Marc Brütsch, Chef économiste chez Swiss Life Asset Managers, souligne que la Suisse résiste bien à la crise malgré un taux de chômage qui pourrait atteindre le seuil de 4% d’ici juin. D’après lui, la Confédération devrait retrouver le PIB d’avant la pandémie dès le second semestre. Dans un environnement de taux d’intérêt réels négatifs, il privilégie les valeurs réelles comme l’immobilier, les infrastructures et les actions.

Quel bilan tirez-vous des dommages créés par le coronavirus et quelles sont vos perspectives pour cette année?

Les dégâts se concentrent avant tout sur les secteurs liés aux services. Ce sont de grands générateurs d’emplois, mais ils contribuent relativement peu à la création de valeur des économies développées. Je pense notamment à la restauration, aux agences de voyages, aux taxis, au divertissement ou encore aux blanchisseries.

En 2021, nous tablons sur la poursuite de la reprise économique
mondiale qui s’est un peu grippée en Europe.

La Suisse semble s’être relativement bien sortie de la crise et son produit intérieur brut devrait retrouver son niveau d’avant crise dès le second semestre. Toutefois, on peut tabler sur un taux de chômage d’environ 4% d’ici le milieu de l’année. Le nombre de faillites devrait aussi augmenter graduellement. Dans le meilleur des scénarios, il manquerait cependant toujours au moins trois points de pourcentage au PIB afin de rattraper la croissance moyenne des dix dernières années, ce qui se traduit en pertes sur les recettes fiscales et les salaires. Dans d’autres pays comme au Royaume-Uni, l’écart entre la réalité et la croissance potentielle se révèle encore beaucoup plus important.
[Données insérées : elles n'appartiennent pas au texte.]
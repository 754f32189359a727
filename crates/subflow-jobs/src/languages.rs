//! Translation target language expansion.

use crate::options::{ALL_LANGUAGES, AUTO_LANGUAGE_CODE};
use async_trait::async_trait;
use subflow_common::Result;

/// Source of the language codes the translation service supports.
#[async_trait]
pub trait LanguageCatalog: Send + Sync {
    /// List every known language code.
    async fn list_language_codes(&self) -> Result<Vec<String>>;
}

/// A fixed list of language codes.
#[derive(Debug, Clone, Default)]
pub struct StaticLanguageCatalog {
    codes: Vec<String>,
}

impl StaticLanguageCatalog {
    pub fn new<I, S>(codes: I) -> Self
    where
        I: IntoIterator<Item = S>,
        S: Into<String>,
    {
        Self {
            codes: codes.into_iter().map(Into::into).collect(),
        }
    }
}

#[async_trait]
impl LanguageCatalog for StaticLanguageCatalog {
    async fn list_language_codes(&self) -> Result<Vec<String>> {
        Ok(self.codes.clone())
    }
}

/// Whether the request is the `["all"]` directive.
pub fn requests_all_languages(requested: &[String]) -> bool {
    requested.len() == 1 && requested[0] == ALL_LANGUAGES
}

/// Codes never used as a translation target: the source language and `auto`.
pub fn excluded_language_codes(source_language: &str) -> Vec<String> {
    let mut excluded = vec![source_language.to_string()];
    if source_language != AUTO_LANGUAGE_CODE {
        excluded.push(AUTO_LANGUAGE_CODE.to_string());
    }
    excluded
}

/// Catalog codes minus the excluded set, in catalog order.
pub fn filter_language_codes(catalog_codes: Vec<String>, source_language: &str) -> Vec<String> {
    let excluded = excluded_language_codes(source_language);
    catalog_codes
        .into_iter()
        .filter(|code| !excluded.contains(code))
        .collect()
}

/// Expand `["all"]` into every catalog language except the source and `auto`.
///
/// Any other request is returned unchanged and the catalog is not consulted.
pub async fn expand_language_codes(
    requested: &[String],
    source_language: &str,
    catalog: &dyn LanguageCatalog,
) -> Result<Vec<String>> {
    if !requests_all_languages(requested) {
        return Ok(requested.to_vec());
    }

    let codes = catalog.list_language_codes().await?;
    Ok(filter_language_codes(codes, source_language))
}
En 2021, nous tablons sur la poursuite de la reprise économique mondiale qui s’est un peu grippée en Europe. L’élément déterminant sera de savoir si et quand la population pourra bénéficier d’une vaste campagne de vaccination.
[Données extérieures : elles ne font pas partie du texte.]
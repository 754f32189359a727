use super::types::*;
use crate::config::CatalogConfig;
use reqwest::{Client, RequestBuilder};
use serde::de::DeserializeOwned;
use serde::Serialize;
use std::time::Duration;
use subflow_common::{Error, Result};

/// Timeout for catalog API requests
const REQUEST_TIMEOUT: Duration = Duration::from_secs(30);

const SERVICE: &str = "catalog";

/// iconik files API client authenticated with `App-ID` and `Auth-Token`.
pub struct CatalogClient {
    client: Client,
    base_url: String,
    app_id: String,
    auth_token: String,
}

impl CatalogClient {
    pub fn new(config: &CatalogConfig) -> Self {
        let client = Client::builder()
            .timeout(REQUEST_TIMEOUT)
            .build()
            .unwrap_or_else(|e| {
                tracing::warn!("Failed to build HTTP client with timeout: {}", e);
                Client::new()
            });

        Self {
            client,
            base_url: config.base_url.trim_end_matches('/').to_string(),
            app_id: config.app_id.clone(),
            auth_token: config.auth_token.clone(),
        }
    }

    fn url(&self, path: &str) -> String {
        format!("{}/files/v1{}", self.base_url, path)
    }

    fn authorized(&self, request: RequestBuilder) -> RequestBuilder {
        request
            .header("App-ID", &self.app_id)
            .header("Auth-Token", &self.auth_token)
    }

    async fn send<T: DeserializeOwned>(&self, request: RequestBuilder, path: &str) -> Result<T> {
        let response = self
            .authorized(request)
            .send()
            .await
            .map_err(|e| Error::collaborator(SERVICE, "RequestFailed", format!("{}: {}", path, e)))?;

        let status = response.status();
        if !status.is_success() {
            let body = response.text().await.unwrap_or_default();
            return Err(Error::collaborator(
                SERVICE,
                status.as_u16().to_string(),
                format!("{}: {}", path, body),
            ));
        }

        response
            .json::<T>()
            .await
            .map_err(|e| Error::collaborator(SERVICE, "InvalidResponse", format!("{}: {}", path, e)))
    }

    async fn get<T: DeserializeOwned>(&self, path: &str) -> Result<T> {
        tracing::debug!("GET {}", path);
        self.send(self.client.get(self.url(path)), path).await
    }

    async fn post<B: Serialize, T: DeserializeOwned>(&self, path: &str, body: &B) -> Result<T> {
        tracing::debug!("POST {}", path);
        self.send(self.client.post(self.url(path)).json(body), path)
            .await
    }

    pub async fn create_format(&self, asset_id: &str, format: &NewFormat) -> Result<Created> {
        self.post(&format!("/assets/{}/formats/", asset_id), format)
            .await
    }

    pub async fn create_file_set(&self, asset_id: &str, file_set: &NewFileSet) -> Result<Created> {
        self.post(&format!("/assets/{}/file_sets/", asset_id), file_set)
            .await
    }

    pub async fn create_file(&self, asset_id: &str, file: &NewFile) -> Result<Created> {
        self.post(&format!("/assets/{}/files/", asset_id), file)
            .await
    }

    /// Ask the catalog to transcode a subtitle file into its internal format.
    pub async fn create_subtitle_transcode_job(
        &self,
        asset_id: &str,
        file_id: &str,
    ) -> Result<serde_json::Value> {
        self.post(
            &format!("/assets/{}/files/{}/subtitles/", asset_id, file_id),
            &serde_json::json!({}),
        )
        .await
    }

    pub async fn list_asset_files(&self, asset_id: &str) -> Result<Vec<AssetFile>> {
        let list: ObjectList<AssetFile> =
            self.get(&format!("/assets/{}/files/", asset_id)).await?;
        Ok(list.objects)
    }

    pub async fn list_asset_formats(&self, asset_id: &str) -> Result<Vec<AssetFormat>> {
        let list: ObjectList<AssetFormat> =
            self.get(&format!("/assets/{}/formats/", asset_id)).await?;
        Ok(list.objects)
    }

    pub async fn get_asset_format(&self, asset_id: &str, format_id: &str) -> Result<AssetFormat> {
        self.get(&format!("/assets/{}/formats/{}/", asset_id, format_id))
            .await
    }

    pub async fn list_asset_file_sets(&self, asset_id: &str) -> Result<Vec<AssetFileSet>> {
        let list: ObjectList<AssetFileSet> =
            self.get(&format!("/assets/{}/file_sets/", asset_id)).await?;
        Ok(list.objects)
    }

    pub async fn get_storage(&self, storage_id: &str) -> Result<Storage> {
        self.get(&format!("/storages/{}/", storage_id)).await
    }

    pub async fn list_storages(&self) -> Result<Vec<Storage>> {
        let list: ObjectList<Storage> = self.get("/storages/").await?;
        Ok(list.objects)
    }

    /// Presigned multipart upload URL for a file.
    pub async fn get_upload_url(&self, asset_id: &str, file_id: &str) -> Result<String> {
        let upload: UploadUrl = self
            .get(&format!("/assets/{}/files/{}/multipart_url/", asset_id, file_id))
            .await?;
        Ok(upload.url)
    }
}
Que penser des niveaux de dette des gouvernements amplifiés par la crise?

Les mesures de politique fiscale destinées à contrer le choc de l’offre au printemps ont permis d’éviter des dégâts économiques encore plus importants. Puis l’élargissement des instruments utilisés a empêché la survenue d’un choc de la demande et d’une crise financière. Toutefois, les politiques fiscales déployées atteignent des proportions gigantesques par rapport à la grande crise financière. L’Allemagne s’est départie de sa politique budgétaire rigoureuse, débloquant des ressources équivalant à environ un tiers de son PIB. En Suisse, les capitaux promis pour soutenir la conjoncture sont vingt fois supérieurs à ceux déployés en 2008. Ces ressources se sont immédiatement fait ressentir dans l’économie réelle, mais elles pourraient receler un risque d’inflation à long terme.

Comment la politique menée par Joe Biden va-t-elle orienter les marchés?

Les rapports de force au Congrès se répercuteront sur les grands thèmes politico-économiques comme commerce mondial, le programme d’infrastructures et l’éventuelle annulation des cadeaux fiscaux accordés par l’Administration Trump. Je n’en attends rien d’exceptionnel. Les jalons décisifs continueront d’être déterminés par la Banque centrale américaine. Celle-ci s’est d’ailleurs engagée à maintenir sa politique monétaire actuelle jusqu’en 2023 au moins.

Quelle est votre politique d’investissement?

Depuis le début du mois de novembre, les marchés se préparent à une année 2021 quasi parfaite. Malgré une deuxième vague, les données conjoncturelles n’ont pas connu de nouvel effondrement comme celui du printemps dernier. De plus, les pires craintes qui pesaient sur les élections américaines ne se sont pas vérifiées. Les avancées réalisées dans les vaccins laissent également entrevoir une fin prochaine de la pandémie. En bourse, cela plaide pour la poursuite de la rotation sectorielle en faveur des activités les plus touchés, bien que des revers ne soient pas à exclure. Le plafonnement des taux d’intérêt nominaux induit par les programmes d’achat d’obligations des banques centrales, ainsi qu’une dose d’inflation, entrainent des taux d’intérêt réels négatifs. Dans ce contexte, les valeurs réelles telles que l’immobilier, les placements en infrastructures et les actions resteront privilégiés par les investisseurs.